It can be said that philosophy is the younger sister of religion, and the elder sister of science. In Greek and Hebrew culture mythical accounts of the origin and nature of the world preceded any scientific conjectures. In ancient Athens it was Plato who divorced philosophy from religion by his devastating criticism of the theology of the Homeric poems that were the nearest thing the Greeks had to a Bible. Aristotle, on the other hand, brought under the umbrella of philosophy a number of sciences, such as astronomy, cosmology, physics, and biology. But the one discipline that he claimed to have invented, namely logic, was, like philosophy, closer to mathematics than to science. And logic remained the partner of philosophy when the sciences had, in the course of history, set up house independently.
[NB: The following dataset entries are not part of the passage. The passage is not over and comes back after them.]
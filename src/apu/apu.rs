//! NES APU (Audio Processing Unit) implementation.
//!
//! Implements the [APU](https://www.nesdev.org/wiki/APU) as in the Ricoh 2A03: five channels (pulse×2,
//! triangle, noise, DMC), [frame counter](https://www.nesdev.org/wiki/APU_Frame_Counter) (4-step or
//! 5-step), and [APU Mixer](https://www.nesdev.org/wiki/APU_Mixer) (non-linear). Registers $4000–$4013,
//! $4015, $4017.
//!
//! ## Timing
//!
//! - [`APU::step`] is one CPU cycle. Pulse timers run every other step, triangle/noise/DMC every step.
//! - The frame sequencer advances one step every 7457 CPU cycles (~240 Hz).
//! - DMC sample fetches read PRG through the cartridge and report a 4-cycle CPU stall.
//! - One output sample is mixed every `CPU clock / sample rate` cycles into a [`SampleBuffer`].

use tracing::trace;

use crate::apu::channels::{Dmc, Noise, Pulse, Triangle};
use crate::apu::tables::{CPU_CLOCK_HZ, FRAME_SEQUENCER_PERIOD, Mixer};
use crate::cartridge::cartridge::Cartridge;
use crate::config::Config;

/// Consumer of finished audio blocks. `queue` may block until the device has room.
pub trait AudioSink {
    fn queue(&mut self, samples: &[f32]);
}

/// Collects every block; handy for tests and offline rendering.
impl AudioSink for Vec<f32> {
    fn queue(&mut self, samples: &[f32]) {
        self.extend_from_slice(samples);
    }
}

/// Discards audio.
impl AudioSink for () {
    fn queue(&mut self, _samples: &[f32]) {}
}

/// Fixed-capacity block of mixed samples. Once full it must be drained before the APU can step.
#[derive(Debug, Clone)]
pub struct SampleBuffer {
    samples: Vec<f32>,
    capacity: usize,
}

impl SampleBuffer {
    pub fn new(capacity: usize) -> Self {
        let capacity = capacity.max(1);
        Self {
            samples: Vec::with_capacity(capacity),
            capacity,
        }
    }

    /// Appends a sample. Returns `false` and leaves the block untouched when it is already full;
    /// callers drain with [`SampleBuffer::flush`] before producing more.
    pub fn push(&mut self, sample: f32) -> bool {
        if self.is_full() {
            return false;
        }
        self.samples.push(sample);
        true
    }

    pub fn is_full(&self) -> bool {
        self.samples.len() >= self.capacity
    }

    pub fn len(&self) -> usize {
        self.samples.len()
    }

    pub fn is_empty(&self) -> bool {
        self.samples.is_empty()
    }

    pub fn as_slice(&self) -> &[f32] {
        &self.samples
    }

    pub fn clear(&mut self) {
        self.samples.clear();
    }

    /// Hands the block to `sink` and empties it.
    pub fn flush(&mut self, sink: &mut impl AudioSink) {
        sink.queue(&self.samples);
        self.samples.clear();
    }
}

/// APU state: pulse×2, triangle, noise, DMC; frame sequencer; output sample block.
pub struct APU {
    pub pulse1: Pulse,
    pub pulse2: Pulse,
    pub triangle: Triangle,
    pub noise: Noise,
    pub dmc: Dmc,
    pub frame_irq: bool,
    pub samples: SampleBuffer,
    mixer: Mixer,
    five_step: bool,
    irq_inhibit: bool,
    sequencer_divider: u32,
    sequencer_step: u8,
    cycle: u64,
    cycles_per_sample: f64,
    sample_phase: f64,
}

impl Default for APU {
    fn default() -> Self {
        Self::new(&Config::default())
    }
}

impl APU {
    pub fn new(config: &Config) -> Self {
        Self {
            pulse1: Pulse::new(true),
            pulse2: Pulse::new(false),
            triangle: Triangle::default(),
            noise: Noise::default(),
            dmc: Dmc::default(),
            frame_irq: false,
            samples: SampleBuffer::new(config.audio_block),
            mixer: Mixer::new(),
            five_step: false,
            irq_inhibit: false,
            sequencer_divider: 0,
            sequencer_step: 0,
            cycle: 0,
            cycles_per_sample: CPU_CLOCK_HZ / config.sample_rate.max(1) as f64,
            sample_phase: 0.0,
        }
    }

    /// Write to APU registers. Undefined addresses ($4009, $400D, $4014, $4016) are ignored.
    pub fn write(&mut self, addr: u16, data: u8) {
        match addr {
            0x4000 => self.pulse1.write_control(data),
            0x4001 => self.pulse1.write_sweep(data),
            0x4002 => self.pulse1.write_timer_low(data),
            0x4003 => self.pulse1.write_timer_high(data),
            0x4004 => self.pulse2.write_control(data),
            0x4005 => self.pulse2.write_sweep(data),
            0x4006 => self.pulse2.write_timer_low(data),
            0x4007 => self.pulse2.write_timer_high(data),
            0x4008 => self.triangle.write_linear(data),
            0x400A => self.triangle.write_timer_low(data),
            0x400B => self.triangle.write_timer_high(data),
            0x400C => self.noise.write_control(data),
            0x400E => self.noise.write_period(data),
            0x400F => self.noise.write_length(data),
            0x4010 => self.dmc.write_control(data),
            0x4011 => self.dmc.write_level(data),
            0x4012 => self.dmc.write_address(data),
            0x4013 => self.dmc.write_length(data),
            0x4015 => self.write_status(data),
            0x4017 => self.write_frame_counter(data),
            _ => {}
        }
    }

    /// $4015 write: per-channel enables (bits 0–4). Always acknowledges the DMC IRQ.
    fn write_status(&mut self, data: u8) {
        self.pulse1.set_enabled(data & 0x01 != 0);
        self.pulse2.set_enabled(data & 0x02 != 0);
        self.triangle.set_enabled(data & 0x04 != 0);
        self.noise.set_enabled(data & 0x08 != 0);
        self.dmc.irq = false;
        self.dmc.set_enabled(data & 0x10 != 0);
    }

    /// $4017 write: sequencer mode (bit 7) and IRQ inhibit (bit 6). Restarts the sequence; 5-step
    /// mode also clocks a quarter and a half frame at once.
    fn write_frame_counter(&mut self, data: u8) {
        self.five_step = data & 0x80 != 0;
        self.irq_inhibit = data & 0x40 != 0;
        if self.irq_inhibit {
            self.frame_irq = false;
        }
        self.sequencer_divider = 0;
        self.sequencer_step = 0;
        if self.five_step {
            self.clock_quarter_frame();
            self.clock_half_frame();
        }
    }

    /// Read $4015: bits 0–3 = length counter > 0 for pulse1, pulse2, triangle, noise; bit 4 = DMC
    /// has bytes remaining; bit 6 = frame IRQ; bit 7 = DMC IRQ. Clears the frame IRQ.
    pub fn read_status(&mut self) -> u8 {
        let mut status = 0;
        if self.pulse1.length.value > 0 {
            status |= 0x01;
        }
        if self.pulse2.length.value > 0 {
            status |= 0x02;
        }
        if self.triangle.length.value > 0 {
            status |= 0x04;
        }
        if self.noise.length.value > 0 {
            status |= 0x08;
        }
        if self.dmc.active() {
            status |= 0x10;
        }
        if self.frame_irq {
            status |= 0x40;
        }
        if self.dmc.irq {
            status |= 0x80;
        }
        self.frame_irq = false;
        status
    }

    /// Frame or DMC interrupt is asserted.
    pub fn irq_pending(&self) -> bool {
        self.frame_irq || self.dmc.irq
    }

    /// Envelopes and the triangle linear counter.
    fn clock_quarter_frame(&mut self) {
        self.pulse1.envelope.clock();
        self.pulse2.envelope.clock();
        self.noise.envelope.clock();
        self.triangle.clock_linear();
    }

    /// Length counters and sweep units.
    fn clock_half_frame(&mut self) {
        self.pulse1.length.clock();
        self.pulse2.length.clock();
        self.triangle.length.clock();
        self.noise.length.clock();
        self.pulse1.clock_sweep();
        self.pulse2.clock_sweep();
    }

    fn clock_sequencer(&mut self) {
        if self.five_step {
            match self.sequencer_step {
                0 | 2 => self.clock_quarter_frame(),
                1 | 4 => {
                    self.clock_quarter_frame();
                    self.clock_half_frame();
                }
                _ => {}
            }
            self.sequencer_step = (self.sequencer_step + 1) % 5;
        } else {
            self.clock_quarter_frame();
            if self.sequencer_step & 1 == 1 {
                self.clock_half_frame();
            }
            if self.sequencer_step == 3 && !self.irq_inhibit {
                self.frame_irq = true;
            }
            self.sequencer_step = (self.sequencer_step + 1) % 4;
        }
    }

    /// Current mixed output in 0.0..=1.0.
    pub fn output(&self) -> f32 {
        self.mixer.mix(
            self.pulse1.output(),
            self.pulse2.output(),
            self.triangle.output(),
            self.noise.output(),
            self.dmc.output(),
        )
    }

    /// Advance one CPU cycle. Returns the CPU stall caused by a DMC sample fetch (0 or 4).
    ///
    /// [`APU::samples`] applies backpressure: once it is full the caller must drain it before the
    /// next step. Stepping a full block refuses the new sample.
    pub fn step(&mut self, cart: &Cartridge) -> u8 {
        self.cycle += 1;
        if self.cycle % 2 == 0 {
            self.pulse1.clock_timer();
            self.pulse2.clock_timer();
        }
        self.triangle.clock_timer();
        self.noise.clock_timer();
        let stall = self.dmc.clock(cart);

        self.sequencer_divider += 1;
        if self.sequencer_divider >= FRAME_SEQUENCER_PERIOD {
            self.sequencer_divider = 0;
            self.clock_sequencer();
        }

        self.sample_phase += 1.0;
        if self.sample_phase >= self.cycles_per_sample {
            self.sample_phase -= self.cycles_per_sample;
            let sample = self.output();
            if !self.samples.push(sample) {
                trace!("sample block full, sample refused");
            }
        }
        stall
    }
}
Aristotle made a distinction between practical sciences and theoretical sciences. What he meant by practical sciences were disciplines such as ethics and politics, which guide behaviour and teach us how to relate to each other. Such studies, we might say, belong on the right-hand side of philosophy, where its concerns overlap with those of religion. Theoretical sciences have no practical goal, but pursue truth for its own sake. Prominent among these is what he called ‘physics’, from the Greek word for nature. For centuries it bore the name ‘Natural Philosophy’, and it belongs on the left-hand side of philosophy, where it is concerned with the same objects as what we would nowadays call science.
It can indeed be said that Aristotle invented the concept of science as we understand it and as it has been understood since the Renaissance. First, he is the first person whose surviving works show detailed observations of natural phenomena. Secondly, he was the first philosopher to have a sound grasp of the relationship in scientific method between observation and theory. Thirdly, he identified and classified different scientific disciplines and explored their relationships to each other. Indeed, the very concept of a distinct discipline is due to him. Fourthly, he is the first professor to have organized his lectures into courses, and to have taken trouble over their appropriate place in a syllabus. Fifthly, he set up the first research institute of which we have any detailed knowledge, the Lyceum, in which a number of scholars and investigators joined in collaborative inquiry and documentation. Sixthly, and not least important, he was the first person in history to build up a research library – not simply a handful of books for his own bookshelf, but a systematic collection to be used by his colleagues and to be handed on to posterity.
Aristotle's contributions to practical philosophy, his treatises on ethics and politics, are still read today, and not just out of antiquarian interest. But his contributions to natural philosophy – physics, chemistry, biology, and physiology – have long ago been superseded. In the second century AD the medic Galen proved Aristotle wrong on a crucial point of physiology: it was the brain, and not the heart, that was the primary vehicle of human intellectual activity. In the sixth century an Aristotelian scholar called John Philoponus demolished his master's physics, denying Aristotle's account of motion and his thesis that the world had no beginning.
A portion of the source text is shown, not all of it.